- DATA FOR THE TASK:
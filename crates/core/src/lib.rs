//! glift core: the value model shared by the checked runtime, the graph
//! evaluator, and the lifter.
//!
//! Key design principles:
//! - `Value`: one signed machine word, discriminated by a low-bit tag
//!   (integer / pointer / null). Equality is bit-identity.
//! - `Eval`: every primitive and every graph node produces
//!   `Result<Value, ErrKind>`; errors are data, not panics.
//! - `Heap`/`Env`: read-only during evaluation. Slot absence is distinct
//!   from a slot holding null.

pub mod heap;
pub mod value;

pub use heap::{Env, FIELD_DEREF, FIELD_F, FIELD_G, Heap, MAX_FIELDS, Obj};
pub use value::{ErrKind, Eval, Value};
//! Checked-Pointer Primitives
//!
//! Every primitive consumes and produces `Eval`. The propagation rule is
//! uniform: the first non-ok operand, left-to-right in the signature, is
//! returned unchanged. Loads surface errors in a fixed priority:
//! upstream error, then `Type` (integer operand), `Null`, `Invalid`
//! (address out of range), `MissingField` (presence bit clear).
//!
//! `select` is strict: callers evaluate both branches before invoking it,
//! so an error in the untaken branch still surfaces through its own
//! propagation path. The lifter preserves this.

use glift_core::{Env, ErrKind, Eval, FIELD_DEREF, Heap, Value};

/// A named kernel input. The name is informational; the caller has already
/// resolved it against the environment.
pub fn input(_name: &str, tagged: Value) -> Eval {
    Ok(tagged)
}

/// Resolve and wrap an input in one step.
pub fn input_from(env: &Env, name: &str) -> Eval {
    input(name, env.lookup(name))
}

/// The integer constant `Int(value)`.
pub fn const_int(value: i64) -> Eval {
    Ok(Value::int(value))
}

/// The null constant.
pub fn const_null() -> Eval {
    Ok(Value::null())
}

/// Non-null test. Yields `Int(1)` for a non-null pointer, `Int(0)` for
/// null, and `Type` for an integer.
///
/// Note the asymmetry with the graph's `guard_nonnull` node: this
/// primitive returns a boolean, the node returns the pointer itself. The
/// lifter bridges the two by emitting an `is_nonnull` node here and
/// reserving pointer-valued guards for load preludes.
pub fn guard_nonnull(v: Eval) -> Eval {
    let v = v?;
    if v.is_int() {
        return Err(ErrKind::Type);
    }
    Ok(Value::int(if v.is_null() { 0 } else { 1 }))
}

/// Bit-identical comparison of two tagged words: `Int(1)` on match,
/// `Int(0)` otherwise.
pub fn guard_eq(a: Eval, b: Eval) -> Eval {
    let a = a?;
    let b = b?;
    Ok(Value::int(if a == b { 1 } else { 0 }))
}

/// Two-way branch on an already-evaluated pair. `cond` must be `Int(0|1)`
/// (any other shape is a `Type` error); the untaken branch's result is
/// simply dropped here, having been evaluated by the caller.
pub fn select(cond: Eval, then_v: Eval, else_v: Eval) -> Eval {
    let cond = cond?;
    if !cond.is_int() {
        return Err(ErrKind::Type);
    }
    if cond.int_value() != 0 { then_v } else { else_v }
}

/// Integer addition. Both operands must be integers; the sum wraps
/// silently in two's-complement.
pub fn add(a: Eval, b: Eval) -> Eval {
    let a = a?;
    let b = b?;
    if !a.is_int() || !b.is_int() {
        return Err(ErrKind::Type);
    }
    Ok(Value::int(a.int_value().wrapping_add(b.int_value())))
}

// Shared body of the four load forms. `require_int` adds the trailing
// type check `load_int`/`getfield_int` impose on the loaded word.
fn load_field(heap: &Heap, ptr: Eval, field: usize, require_int: bool) -> Eval {
    let ptr = ptr?;
    if ptr.is_int() {
        return Err(ErrKind::Type);
    }
    if ptr.is_null() {
        return Err(ErrKind::Null);
    }
    let obj = heap.get_obj(ptr.ptr_addr()).ok_or(ErrKind::Invalid)?;
    let value = obj.field(field).ok_or(ErrKind::MissingField)?;
    if require_int && !value.is_int() {
        return Err(ErrKind::Type);
    }
    Ok(value)
}

/// Dereference through the `FIELD_DEREF` slot.
pub fn load_ptr(heap: &Heap, ptr: Eval) -> Eval {
    load_field(heap, ptr, FIELD_DEREF, false)
}

/// As `load_ptr`, and additionally require the loaded word to be an
/// integer.
pub fn load_int(heap: &Heap, ptr: Eval) -> Eval {
    load_field(heap, ptr, FIELD_DEREF, true)
}

/// Read an explicit field slot.
pub fn getfield(heap: &Heap, ptr: Eval, field: usize) -> Eval {
    load_field(heap, ptr, field, false)
}

/// As `getfield`, requiring an integer result.
pub fn getfield_int(heap: &Heap, ptr: Eval, field: usize) -> Eval {
    load_field(heap, ptr, field, true)
}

- WHAT TO DO: The answer is to be one number: the count of lines in the entries containing the string "evaluated".

- YOUR SOLUTION: 2